To do
Please report each line of the data below that contains "ClassifyError".
*** Information ***
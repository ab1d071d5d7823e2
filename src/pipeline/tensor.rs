//! Resize a decoded image to the model's input and normalize it into an
//! NHWC float tensor.

use image::{DynamicImage, imageops::FilterType};

use crate::error::{ClassifyError, Result};

pub const CHANNELS: usize = 3;

/// How a source image is fitted to the model's fixed input size
#[derive(Debug, Clone, Copy, PartialEq, Eq)]
pub enum ResizePolicy {
    /// Keep aspect ratio, fill the target and crop centered (Lanczos3)
    FillCrop,
    /// Stretch directly to the target (bilinear)
    Stretch,
}

/// Owned `[1, height, width, 3]` tensor stored row-major in a flat buffer
#[derive(Debug, Clone, PartialEq)]
pub struct ImageTensor {
    data: Vec<f32>,
    height: usize,
    width: usize,
}

impl ImageTensor {
    fn zeros(height: usize, width: usize) -> Result<Self> {
        let len = height
            .checked_mul(width)
            .and_then(|n| n.checked_mul(CHANNELS))
            .ok_or_else(|| {
                ClassifyError::TensorBuild(format!("tensor {}x{}x3 is too large", height, width))
            })?;

        Ok(Self {
            data: vec![0.0; len],
            height,
            width,
        })
    }

    pub fn shape(&self) -> [usize; 4] {
        [1, self.height, self.width, CHANNELS]
    }

    fn offset(&self, y: usize, x: usize, c: usize) -> usize {
        (y * self.width + x) * CHANNELS + c
    }

    /// Value at `[0, y, x, c]`
    pub fn get(&self, y: usize, x: usize, c: usize) -> Option<f32> {
        if y >= self.height || x >= self.width || c >= CHANNELS {
            return None;
        }
        Some(self.data[self.offset(y, x, c)])
    }

    pub fn as_slice(&self) -> &[f32] {
        &self.data
    }
}

/// Fit `image` to exactly `width`x`height` under `policy`
pub fn resize(image: &DynamicImage, width: u32, height: u32, policy: ResizePolicy) -> DynamicImage {
    match policy {
        ResizePolicy::FillCrop => image.resize_to_fill(width, height, FilterType::Lanczos3),
        ResizePolicy::Stretch => image.resize_exact(width, height, FilterType::Triangle),
    }
}

/// High byte of a 16-bit sample scaled to [0, 1]
fn normalize(sample: u16) -> f32 {
    (sample >> 8) as f32 / 255.0
}

/// Write every RGB sample of an already-sized image into a tensor.
/// Alpha is dropped.
pub fn image_to_tensor(image: &DynamicImage, height: u32, width: u32) -> Result<ImageTensor> {
    if height == 0 || width == 0 {
        return Err(ClassifyError::InvalidDimensions { width, height });
    }
    if image.width() != width || image.height() != height {
        return Err(ClassifyError::TensorBuild(format!(
            "image is {}x{}, expected {}x{}",
            image.width(),
            image.height(),
            width,
            height
        )));
    }

    let rgb = image.to_rgb16();
    let mut tensor = ImageTensor::zeros(height as usize, width as usize)?;

    for (x, y, pixel) in rgb.enumerate_pixels() {
        let base = tensor.offset(y as usize, x as usize, 0);
        for c in 0..CHANNELS {
            tensor.data[base + c] = normalize(pixel[c]);
        }
    }

    Ok(tensor)
}

/// Resize and normalize in one step
pub fn build_tensor(
    image: &DynamicImage,
    height: u32,
    width: u32,
    policy: ResizePolicy,
) -> Result<ImageTensor> {
    if height == 0 || width == 0 {
        return Err(ClassifyError::InvalidDimensions { width, height });
    }

    let resized = resize(image, width, height, policy);
    image_to_tensor(&resized, height, width)
}

#[cfg(test)]
mod tests {
    use super::*;
    use image::{ImageBuffer, Rgb, Rgba};

    fn solid_rgb(width: u32, height: u32, color: [u8; 3]) -> DynamicImage {
        DynamicImage::ImageRgb8(ImageBuffer::from_pixel(width, height, Rgb(color)))
    }

    #[test]
    fn test_shape_and_range() {
        let mut img = ImageBuffer::new(37, 19);
        for (x, y, pixel) in img.enumerate_pixels_mut() {
            *pixel = Rgb([(x * 7) as u8, (y * 13) as u8, ((x + y) * 5) as u8]);
        }
        let img = DynamicImage::ImageRgb8(img);

        for policy in [ResizePolicy::FillCrop, ResizePolicy::Stretch] {
            let tensor = build_tensor(&img, 24, 32, policy).unwrap();
            assert_eq!(tensor.shape(), [1, 24, 32, 3]);
            assert_eq!(tensor.as_slice().len(), 24 * 32 * 3);
            assert!(
                tensor.as_slice().iter().all(|v| (0.0..=1.0).contains(v)),
                "values out of range for {:?}",
                policy
            );
        }
    }

    #[test]
    fn test_solid_color_normalization() {
        let color = [255, 128, 7];
        for (w, h) in [(100, 100), (640, 120), (13, 301), (224, 224)] {
            for policy in [ResizePolicy::FillCrop, ResizePolicy::Stretch] {
                let tensor = build_tensor(&solid_rgb(w, h, color), 224, 224, policy).unwrap();
                for chunk in tensor.as_slice().chunks(CHANNELS) {
                    for c in 0..CHANNELS {
                        let expected = color[c] as f32 / 255.0;
                        assert!(
                            (chunk[c] - expected).abs() < 1e-4,
                            "{}x{} {:?}: channel {} = {}, expected {}",
                            w,
                            h,
                            policy,
                            c,
                            chunk[c],
                            expected
                        );
                    }
                }
            }
        }
    }

    #[test]
    fn test_pixel_layout_is_nhwc() {
        let mut img = ImageBuffer::new(3, 2);
        img.put_pixel(0, 0, Rgba([255, 0, 0, 255]));
        img.put_pixel(2, 0, Rgba([0, 255, 0, 0]));
        img.put_pixel(1, 1, Rgba([0, 0, 51, 128]));
        let img = DynamicImage::ImageRgba8(img);

        let tensor = image_to_tensor(&img, 2, 3).unwrap();
        assert_eq!(tensor.shape(), [1, 2, 3, 3]);
        assert_eq!(tensor.get(0, 0, 0), Some(1.0));
        assert_eq!(tensor.get(0, 0, 1), Some(0.0));
        assert_eq!(tensor.get(0, 2, 1), Some(1.0));
        assert_eq!(tensor.get(1, 1, 2), Some(0.2));
        assert_eq!(tensor.get(2, 0, 0), None);
        assert_eq!(tensor.get(0, 0, 3), None);
    }

    #[test]
    fn test_sixteen_bit_uses_high_byte() {
        let img = ImageBuffer::from_pixel(2, 2, Rgb([0xFFFFu16, 0x80FF, 0x00FF]));
        let img = DynamicImage::ImageRgb16(img);

        let tensor = image_to_tensor(&img, 2, 2).unwrap();
        assert_eq!(tensor.get(0, 0, 0), Some(1.0));
        assert_eq!(tensor.get(0, 0, 1), Some(128.0 / 255.0));
        assert_eq!(tensor.get(0, 0, 2), Some(0.0));
    }

    #[test]
    fn test_zero_dimensions_rejected() {
        let img = solid_rgb(4, 4, [1, 2, 3]);
        for (h, w) in [(0, 4), (4, 0), (0, 0)] {
            assert!(matches!(
                build_tensor(&img, h, w, ResizePolicy::Stretch),
                Err(ClassifyError::InvalidDimensions { .. })
            ));
        }
    }

    #[test]
    fn test_unsized_image_rejected() {
        let img = solid_rgb(5, 5, [1, 2, 3]);
        assert!(matches!(
            image_to_tensor(&img, 4, 4),
            Err(ClassifyError::TensorBuild(_))
        ));
    }
}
*** End of Information ***
Answer for this exercise
use crate::error::{ClassifyError, Result};
                ClassifyError::TensorBuild(format!("tensor {}x{}x3 is too large", height, width))
        return Err(ClassifyError::InvalidDimensions { width, height });
        return Err(ClassifyError::TensorBuild(format!(
        return Err(ClassifyError::InvalidDimensions { width, height });
                Err(ClassifyError::InvalidDimensions { .. })
            Err(ClassifyError::TensorBuild(_))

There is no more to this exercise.